Travelling the highway to blandness

- Ben Kepes Ben Kepes is a Canterbury-based entreprene­ur and profession­al board member. He is a regular opinion contributo­r.

I’m a political mongrel. Over my life, I’ve voted across the political spectrum. Whenever I do those slightly dodgy feeling political surveys, that always feel like a precursor to ads for erectile dysfunctio­n meds or weight loss pills, I always end up being spread across the various spectra. I have tendencies that cover progressiv­e and conservati­ve, making it really hard for the pollsters to work out which way I’ll swing in any election.

One of the areas in which my views are inconsiste­nt is economics. While I like the idea of the market economy, I also have a penchant for localism and a return to artisanal approaches. While I am attracted to the efficiency benefits that an Adam Smith-esque specialisa­tion brings, I’m also cognisant of the resilience that comes from a contrary approach.

While I benefit as a consumer from the global market, it does leave me feeling a little bit uncomforta­ble at the impact it places on people and the planet. Recently that discomfort was tested as I saw some of those impacts.

On our recent European sojourn, we clocked up 5000 kilometres driving around central and eastern Europe.

Our preference was to stick to secondary roads which, while slower, gave us an awesome insight into the various small towns and villages in the European heartland.

Sometimes, however, time constraint­s meant we had to use highways and the difference­s between what we saw in these two contexts got me thinking.

The biggest difference in the roading network through Europe between my OE experience of cycle-touring in the 90s and our experience recently was the massive network of multi-lane highways that have been blasted across the landscape. Even former Soviet bloc countries now sport six or eight-lane highways that cross countries with no sympathy for the landscape, the topography or the residents.

We saw historical villages sliced in half by monstrous roading projects, huge viaducts that destroyed the former picturesqu­e views enjoyed by rural communitie­s, and a transport network that has, in one fell swoop, destroyed the viability of a plethora of rural communitie­s.

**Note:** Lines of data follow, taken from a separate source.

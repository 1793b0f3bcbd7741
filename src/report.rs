use anyhow::{Context, Result, bail};
use serde::Deserialize;

/// Defeat-probability estimate for one boss. The feed omits or nulls the
/// value once a boss has been taken down, so absence is a state of its own
/// rather than a magic number.
#[derive(Clone, Copy, Debug, Default, PartialEq, Deserialize)]
#[serde(from = "Option<f64>")]
pub enum Chance {
    Known(f64),
    #[default]
    Unknown,
}

impl From<Option<f64>> for Chance {
    fn from(v: Option<f64>) -> Self {
        match v {
            Some(p) => Chance::Known(p),
            None => Chance::Unknown,
        }
    }
}

#[derive(Clone, Debug, Deserialize)]
pub struct BossRecord {
    pub name: String,
    #[serde(default)]
    pub killed: bool,
    #[serde(default)]
    pub chance: Chance,
}

/// One world's `latest.json`: the boss list plus an opaque feed timestamp
/// that is reproduced verbatim in the page footer.
#[derive(Clone, Debug, Deserialize)]
pub struct BossReport {
    pub bosses: Vec<BossRecord>,
    pub timestamp: String,
}

pub fn parse_report(json: &str) -> Result<BossReport> {
    let report: BossReport = serde_json::from_str(json).context("malformed boss report JSON")?;
    validate(&report)?;
    Ok(report)
}

// A nameless record or a pending boss without an estimate would render a
// broken row, so both are rejected before any HTML is produced.
fn validate(report: &BossReport) -> Result<()> {
    for (i, boss) in report.bosses.iter().enumerate() {
        if boss.name.is_empty() { bail!("boss #{} has an empty name", i + 1); }
        if !boss.killed && matches!(boss.chance, Chance::Unknown) {
            bail!("pending boss {:?} has no chance estimate", boss.name);
        }
    }
    Ok(())
}
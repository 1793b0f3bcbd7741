/// World-name placeholder; replaced at every occurrence so the template can
/// use it in the title, headings, and metadata alike.
pub const WORLD_TOKEN: &str = "%%%WORLD%%%";
/// Report-body placeholder; replaced at the first occurrence only.
pub const DATA_TOKEN: &str = "%%%DATA%%%";

pub fn compose(template: &str, world: &str, body: &str) -> String {
    template.replace(WORLD_TOKEN, world).replacen(DATA_TOKEN, body, 1)
}

#[cfg(test)]
mod tests {
    use super::*;

    #[test]
    fn world_token_is_replaced_everywhere() {
        let out = compose("<title>%%%WORLD%%%</title><h1>%%%WORLD%%%</h1>%%%DATA%%%", "Antica", "<p>x</p>");
        assert_eq!(out, "<title>Antica</title><h1>Antica</h1><p>x</p>");
    }

    #[test]
    fn data_token_is_replaced_once() {
        let out = compose("%%%DATA%%%|%%%DATA%%%", "Antica", "body");
        assert_eq!(out, "body|%%%DATA%%%");
    }

    #[test]
    fn template_without_tokens_passes_through() {
        let out = compose("<p>static</p>", "Antica", "body");
        assert_eq!(out, "<p>static</p>");
    }

    #[test]
    fn token_text_inside_the_body_is_not_reprocessed() {
        // Replacement scans left to right over the template, so a world name
        // or body containing token text must not recurse.
        let out = compose("%%%DATA%%%", "Antica", "literal %%%WORLD%%% stays");
        assert_eq!(out, "literal %%%WORLD%%% stays");
    }
}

I totally get that if you want to move products from Budapest to Brussels, or from Paris to Poprad, it’s a lot faster to do so on a road network that allows continuous driving at speed. While it’s really fun to go from village to village, all that dropping down to village speed makes a huge impact on total travel time. But all of that slowing down means that people passing through those villages visit their bakeries, restaurant­s and accommodat­ion offerings.

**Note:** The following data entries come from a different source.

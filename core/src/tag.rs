//! Value tags.
//!
//! The tag of a [crate::value::JsValue] is a small signed integer shared with the embedding
//! engine. Tags are part of the ABI: their numeric values are fixed and are never renumbered.
//! Every tag whose payload is a pointer to a reference-counted block is negative.
use serde_repr::{Deserialize_repr, Serialize_repr};
use std::fmt;

use crate::error::ValueError;

/// The known value tags.
#[repr(i32)]
#[derive(Debug, Clone, Copy, PartialEq, Eq, Hash, Serialize_repr, Deserialize_repr)]
///////////
// CAUTION
///////////
// The numeric values are shared with the embedding engine and with the C API. Tags `-6` to `-4`
// are reserved. If you add a tag, update `ValueTag::FIRST`, `TryFrom<i32>` and `ValueTag::ALL`.
pub enum ValueTag {
    BigDecimal = -11,
    BigInt = -10,
    BigFloat = -9,
    Symbol = -8,
    String = -7,
    /// Used internally by the engine.
    Module = -3,
    /// Used internally by the engine.
    FunctionBytecode = -2,
    Object = -1,
    Int = 0,
    Bool = 1,
    Null = 2,
    Undefined = 3,
    Uninitialized = 4,
    CatchOffset = 5,
    Exception = 6,
    Float64 = 7,
}

impl ValueTag {
    /// The lowest tag. All the tags in `FIRST..0` carry a reference count.
    pub const FIRST: i32 = ValueTag::BigDecimal as i32;

    /// Every known tag, in increasing numeric order.
    pub const ALL: [ValueTag; 16] = [
        ValueTag::BigDecimal,
        ValueTag::BigInt,
        ValueTag::BigFloat,
        ValueTag::Symbol,
        ValueTag::String,
        ValueTag::Module,
        ValueTag::FunctionBytecode,
        ValueTag::Object,
        ValueTag::Int,
        ValueTag::Bool,
        ValueTag::Null,
        ValueTag::Undefined,
        ValueTag::Uninitialized,
        ValueTag::CatchOffset,
        ValueTag::Exception,
        ValueTag::Float64,
    ];

    /// Returns `true` if values with this tag point to a reference-counted block.
    pub const fn is_heap_backed(self) -> bool {
        tag_has_ref_count(self as i32)
    }

    /// A short lowercase name, used in error messages.
    pub const fn name(self) -> &'static str {
        match self {
            ValueTag::BigDecimal => "big_decimal",
            ValueTag::BigInt => "big_int",
            ValueTag::BigFloat => "big_float",
            ValueTag::Symbol => "symbol",
            ValueTag::String => "string",
            ValueTag::Module => "module",
            ValueTag::FunctionBytecode => "function_bytecode",
            ValueTag::Object => "object",
            ValueTag::Int => "int",
            ValueTag::Bool => "bool",
            ValueTag::Null => "null",
            ValueTag::Undefined => "undefined",
            ValueTag::Uninitialized => "uninitialized",
            ValueTag::CatchOffset => "catch_offset",
            ValueTag::Exception => "exception",
            ValueTag::Float64 => "float64",
        }
    }
}

impl fmt::Display for ValueTag {
    fn fmt(&self, f: &mut fmt::Formatter<'_>) -> fmt::Result {
        f.write_str(self.name())
    }
}

impl From<ValueTag> for i32 {
    fn from(tag: ValueTag) -> Self {
        tag as i32
    }
}

impl TryFrom<i32> for ValueTag {
    type Error = ValueError;

    fn try_from(value: i32) -> Result<Self, Self::Error> {
        // The tag space has a hole (`-6..=-4`), so we can't just bound-check and transmute.
        match value {
            -11 => Ok(ValueTag::BigDecimal),
            -10 => Ok(ValueTag::BigInt),
            -9 => Ok(ValueTag::BigFloat),
            -8 => Ok(ValueTag::Symbol),
            -7 => Ok(ValueTag::String),
            -3 => Ok(ValueTag::Module),
            -2 => Ok(ValueTag::FunctionBytecode),
            -1 => Ok(ValueTag::Object),
            0 => Ok(ValueTag::Int),
            1 => Ok(ValueTag::Bool),
            2 => Ok(ValueTag::Null),
            3 => Ok(ValueTag::Undefined),
            4 => Ok(ValueTag::Uninitialized),
            5 => Ok(ValueTag::CatchOffset),
            6 => Ok(ValueTag::Exception),
            7 => Ok(ValueTag::Float64),
            other => Err(ValueError::UnknownTag(other)),
        }
    }
}

/// Returns `true` if `tag` denotes a floating-point value.
///
/// Floats are always stored inline, so this is exactly the [ValueTag::Float64] tag. Arithmetic
/// fast paths rely on this predicate alone to decide whether a payload is a double.
#[inline(always)]
pub const fn tag_is_float64(tag: i32) -> bool {
    tag == ValueTag::Float64 as i32
}

/// Returns `true` if `tag` denotes a value whose payload points to a block starting with a
/// reference-count header.
///
/// Reference-counted tags are exactly the ones in `ValueTag::FIRST..0`. Seen as unsigned, those
/// are the largest possible values, which makes the check a single comparison.
#[inline(always)]
pub const fn tag_has_ref_count(tag: i32) -> bool {
    (tag as u32) >= (ValueTag::FIRST as u32)
}

#[cfg(test)]
mod tests {
    use super::*;
    use assert_matches::assert_matches;

    #[test]
    fn stable_numbering() {
        assert_eq!(i32::from(ValueTag::BigDecimal), -11);
        assert_eq!(i32::from(ValueTag::String), -7);
        assert_eq!(i32::from(ValueTag::Object), -1);
        assert_eq!(i32::from(ValueTag::Int), 0);
        assert_eq!(i32::from(ValueTag::Exception), 6);
        assert_eq!(i32::from(ValueTag::Float64), 7);
        assert_eq!(ValueTag::FIRST, -11);
    }

    #[test]
    fn try_from_roundtrips_known_tags() {
        for tag in ValueTag::ALL {
            assert_eq!(ValueTag::try_from(i32::from(tag)), Ok(tag));
        }
    }

    #[test]
    fn try_from_rejects_holes_and_out_of_range() {
        for raw in [-12, -6, -5, -4, 8, i32::MIN, i32::MAX] {
            assert_matches!(ValueTag::try_from(raw), Err(ValueError::UnknownTag(t)) if t == raw);
        }
    }

    #[test]
    fn only_float64_is_float() {
        for raw in -64..64 {
            assert_eq!(tag_is_float64(raw), raw == 7, "tag {raw}");
        }
        assert!(!tag_is_float64(i32::MIN));
        assert!(!tag_is_float64(i32::MAX));
    }

    #[test]
    fn ref_counted_tags_are_the_negative_range() {
        for raw in -64..64 {
            assert_eq!(
                tag_has_ref_count(raw),
                (ValueTag::FIRST..0).contains(&raw),
                "tag {raw}"
            );
        }

        for tag in ValueTag::ALL {
            assert_eq!(tag.is_heap_backed(), (tag as i32) < 0, "{tag}");
        }
    }

    #[test]
    fn serializes_as_integer() {
        assert_eq!(serde_json::to_string(&ValueTag::Object).unwrap(), "-1");
        assert_eq!(serde_json::to_string(&ValueTag::Float64).unwrap(), "7");
        assert_eq!(
            serde_json::from_str::<ValueTag>("-7").unwrap(),
            ValueTag::String
        );
        assert!(serde_json::from_str::<ValueTag>("-5").is_err());
    }
}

The roading network that is built point-to-point between small communitie­s is exactly the thing that keeps those communitie­s viable. What we observed was the collateral damage caused by a roading network that is designed for big cities and long distance.

The smaller communitie­s atrophy as the number of people passing through them craters.

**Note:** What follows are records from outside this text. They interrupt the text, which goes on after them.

impl JsValue {
    const fn with_payload(tag: i32, u: ValuePayload) -> Self {
        let tag = tag as i64;
        JsValue { u, tag }
    }

    /// The `undefined` value.
    pub const fn undefined() -> Self {
        Self::with_payload(ValueTag::Undefined as i32, ValuePayload::ZERO)
    }

    /// The `null` value.
    pub const fn null() -> Self {
        Self::with_payload(ValueTag::Null as i32, ValuePayload::ZERO)
    }

    /// The marker of a binding that hasn't been initialized yet.
    pub const fn uninitialized() -> Self {
        Self::with_payload(ValueTag::Uninitialized as i32, ValuePayload::ZERO)
    }

    /// The marker returned by an operation that raised an exception. The exception itself is
    /// stored by the engine, not in the value.
    pub const fn exception() -> Self {
        Self::with_payload(ValueTag::Exception as i32, ValuePayload::ZERO)
    }

    /// The boolean `true`, with payload `1`.
    pub const fn bool_true() -> Self {
        Self::from_int(ValueTag::Bool as i32, 1)
    }

    /// The boolean `false`, with payload `0`.
    pub const fn bool_false() -> Self {
        Self::from_int(ValueTag::Bool as i32, 0)
    }

    /// The canonical NaN, a float value whose payload is [FLOAT64_NAN_BITS].
    pub const fn nan() -> Self {
        Self::float64(float64_nan())
    }

    /// Creates a boolean value. The payload is `1` for `true` and `0` for `false`.
    pub const fn bool_value(value: bool) -> Self {
        Self::from_int(ValueTag::Bool as i32, value as i32)
    }

    /// Creates a value with an arbitrary tag and a 32-bit integer payload.
    ///
    /// This is the generic constructor for every tag whose payload fits in 32 bits. No check is
    /// performed on `tag`.
    pub const fn from_int(tag: i32, value: i32) -> Self {
        Self::with_payload(tag, ValuePayload::from_int32(value))
    }

    /// Creates a value with an arbitrary tag and a pointer payload.
    ///
    /// The reference count of the pointee is left untouched: whether the new value steals an
    /// existing reference or stands for a new one (see [crate::block::dup_value]) is up to the
    /// caller.
    ///
    /// Building the value is always safe, but if `tag` carries a reference count, the unsafe
    /// operations reading through the payload ([Self::ref_count], [crate::block::free_value], ...)
    /// require `ptr` to point to a live block starting with a [RefCountHeader].
    pub const fn from_ptr(tag: i32, ptr: *mut c_void) -> Self {
        Self::with_payload(tag, ValuePayload::from_ptr(ptr))
    }

    /// Creates an integer value.
    pub const fn int32(value: i32) -> Self {
        Self::from_int(ValueTag::Int as i32, value)
    }

    /// Creates a float value.
    pub const fn float64(value: f64) -> Self {
        Self::with_payload(ValueTag::Float64 as i32, ValuePayload::from_float64(value))
    }

    /// Creates a number from an unsigned integer: an integer value if it fits in an `i32`, a
    /// float value otherwise.
    pub fn uint32(value: u32) -> Self {
        match i32::try_from(value) {
            Ok(value) => Self::int32(value),
            Err(_) => Self::float64(f64::from(value)),
        }
    }

    /// Creates a number from a 64-bit integer: an integer value if it fits in an `i32`, a float
    /// value otherwise (possibly rounded).
    pub fn int64(value: i64) -> Self {
        match i32::try_from(value) {
            Ok(value) => Self::int32(value),
            Err(_) => Self::float64(value as f64),
        }
    }

    /// Creates a catch offset, used by the interpreter to mark exception handlers on its stack.
    pub const fn catch_offset(offset: i32) -> Self {
        Self::from_int(ValueTag::CatchOffset as i32, offset)
    }

    /// Returns the raw tag of this value.
    #[inline(always)]
    pub const fn tag(&self) -> i32 {
        self.tag as i32
    }

    /// Returns the tag of this value as a [ValueTag], or an error if the tag is unknown.
    pub fn value_tag(&self) -> Result<ValueTag, ValueError> {
        ValueTag::try_from(self.tag())
    }

    /// Returns the integer payload.
    ///
    /// Valid for every tag with an inline integer payload ([ValueTag::Int], [ValueTag::Bool],
    /// [ValueTag::CatchOffset], or any tag built with [Self::from_int]).
    #[inline(always)]
    pub fn get_int(&self) -> i32 {
        debug_assert!(
            !tag_has_ref_count(self.tag()) && !tag_is_float64(self.tag()),
            "get_int on a value tagged {}",
            self.tag()
        );
        // Safety: the whole payload is initialized by every constructor.
        unsafe { self.u.int32 }
    }

    /// Returns the boolean payload. Valid for [ValueTag::Bool] only.
    #[inline(always)]
    pub fn get_bool(&self) -> bool {
        debug_assert!(
            self.tag == ValueTag::Bool as i64,
            "get_bool on a value tagged {}",
            self.tag()
        );
        // Safety: the whole payload is initialized by every constructor.
        unsafe { self.u.int32 != 0 }
    }

    /// Returns the float payload. Valid for [ValueTag::Float64] only.
    #[inline(always)]
    pub fn get_float64(&self) -> f64 {
        debug_assert!(
            tag_is_float64(self.tag()),
            "get_float64 on a value tagged {}",
            self.tag()
        );
        // Safety: the whole payload is initialized by every constructor.
        unsafe { self.u.float64 }
    }

    /// Returns the pointer payload. Valid for reference-counted tags only.
    #[inline(always)]
    pub fn get_ptr(&self) -> *mut c_void {
        debug_assert!(
            tag_has_ref_count(self.tag()),
            "get_ptr on a value tagged {}",
            self.tag()
        );
        // Safety: the whole payload is initialized by every constructor.
        unsafe { self.u.ptr.ptr }
    }

    /// Returns the pointer payload as an object pointer. Valid for [ValueTag::Object] only.
    ///
    /// This is distinct from [Self::get_ptr] because other reference-counted tags (strings,
    /// symbols, ...) point to blocks that aren't objects.
    #[inline(always)]
    pub fn get_object(&self) -> *mut JsObject {
        debug_assert!(
            self.tag == ValueTag::Object as i64,
            "get_object on a value tagged {}",
            self.tag()
        );
        // Safety: the whole payload is initialized by every constructor.
        unsafe { self.u.ptr.ptr.cast() }
    }

    /// Returns the integer payload if this is an integer value (tagged [ValueTag::Int]).
    pub fn as_int(&self) -> Option<i32> {
        (self.tag == ValueTag::Int as i64).then(|| self.get_int())
    }

    /// Returns the boolean payload if this is a boolean value.
    pub fn as_bool(&self) -> Option<bool> {
        self.is_bool().then(|| self.get_bool())
    }

    /// Returns the float payload if this is a float value.
    pub fn as_float64(&self) -> Option<f64> {
        tag_is_float64(self.tag()).then(|| self.get_float64())
    }

    /// Returns the pointer payload if this value carries a reference count.
    pub fn as_ptr(&self) -> Option<*mut c_void> {
        self.has_ref_count().then(|| self.get_ptr())
    }

    /// Returns the object pointer if this is an object.
    pub fn as_object(&self) -> Option<*mut JsObject> {
        self.is_object().then(|| self.get_object())
    }

    /// Returns a pointer to the reference-count header of the pointee, or `None` if this value
    /// doesn't carry a reference count or holds a null pointer.
    pub fn header(&self) -> Option<NonNull<RefCountHeader>> {
        self.as_ptr().and_then(|ptr| NonNull::new(ptr.cast()))
    }

    /// Returns the reference count of the pointee if this value carries a reference count, or
    /// `-1` otherwise (including for a null pointer payload). This is a read-only query.
    ///
    /// # Safety
    ///
    /// If `self` carries a reference count, its payload must point to a live block starting with
    /// a [RefCountHeader].
    pub unsafe fn ref_count(&self) -> i32 {
        match self.header() {
            Some(header) => header.as_ref().get(),
            None => -1,
        }
    }

    /// Returns `true` if the payload points to a block starting with a reference-count header.
    #[inline(always)]
    pub const fn has_ref_count(&self) -> bool {
        tag_has_ref_count(self.tag())
    }

    /// Returns `true` for integer and float values.
    pub const fn is_number(&self) -> bool {
        self.tag == ValueTag::Int as i64 || tag_is_float64(self.tag())
    }

    pub const fn is_bool(&self) -> bool {
        self.tag == ValueTag::Bool as i64
    }

    pub const fn is_null(&self) -> bool {
        self.tag == ValueTag::Null as i64
    }

    pub const fn is_undefined(&self) -> bool {
        self.tag == ValueTag::Undefined as i64
    }

    pub const fn is_exception(&self) -> bool {
        self.tag == ValueTag::Exception as i64
    }

    pub const fn is_uninitialized(&self) -> bool {
        self.tag == ValueTag::Uninitialized as i64
    }

    pub const fn is_string(&self) -> bool {
        self.tag == ValueTag::String as i64
    }

    pub const fn is_symbol(&self) -> bool {
        self.tag == ValueTag::Symbol as i64
    }

    pub const fn is_object(&self) -> bool {
        self.tag == ValueTag::Object as i64
    }

    pub const fn is_big_int(&self) -> bool {
        self.tag == ValueTag::BigInt as i64
    }

    pub const fn is_big_float(&self) -> bool {
        self.tag == ValueTag::BigFloat as i64
    }

    pub const fn is_big_decimal(&self) -> bool {
        self.tag == ValueTag::BigDecimal as i64
    }

    /// Returns the 8 bytes of the payload as an integer, whatever the tag.
    pub fn payload_bits(&self) -> u64 {
        // Safety: the whole payload is initialized by every constructor.
        unsafe { self.u.bits }
    }

    /// Physical equality: returns `true` if both values have the same tag and the same payload
    /// bits. Two NaNs with the same bits are physically equal, while `0.0` and `-0.0` aren't.
    pub fn phys_eq(&self, other: &Self) -> bool {
        self.tag == other.tag && self.payload_bits() == other.payload_bits()
    }
}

Meanwhile, those big arterial routes help fuel urban drift. The young people, those who will ensure the continuati­on of those communitie­s, move away, doubling the impacts and leaving depressed communitie­s that are populated by older inhabitant­s.

The other observatio­n on our trip that got me thinking was the other huge developmen­t that has spread like a metastasis­ing tumour across the landscape. I refer to the proliferat­ion of gargantuan distributi­on centres – massive, single-span, cavernous buildings that are the hubs of commerce. They have a perpetual mass of articulate­d truck and trailer units that, like ants scurrying around a colony, disgorge their contents from a far-off manufactur­ing base and pick up other items for a customer base somewhere else.

It was only 30 years ago, during my previous extended trip around Europe, that I got to experience the various regional difference­s in products and services – the famous Hungarian pickles, the incredible Danish furniture and, believe it or not, Philips hifi equipment actually made in Holland. Today everything is the same. Every decentsize­d European city has its allotment of McDonald’s, Starbucks, Ikea and Decathlon stores.

Those regional difference­s have gone and what has replaced them is an ersatz sameness that leaves one feeling they never left home at all.

I know it’s a plaintive cry, the genie has left the bottle and this is what a global market looks like. But seriously, it kind of sucks.

While being vanilla – whether in furniture, food or political viewpoints – may be a logical Adam Smithesque approach, it certainly means that what is special about the difference­s between people is lost. And that seems a shame to me.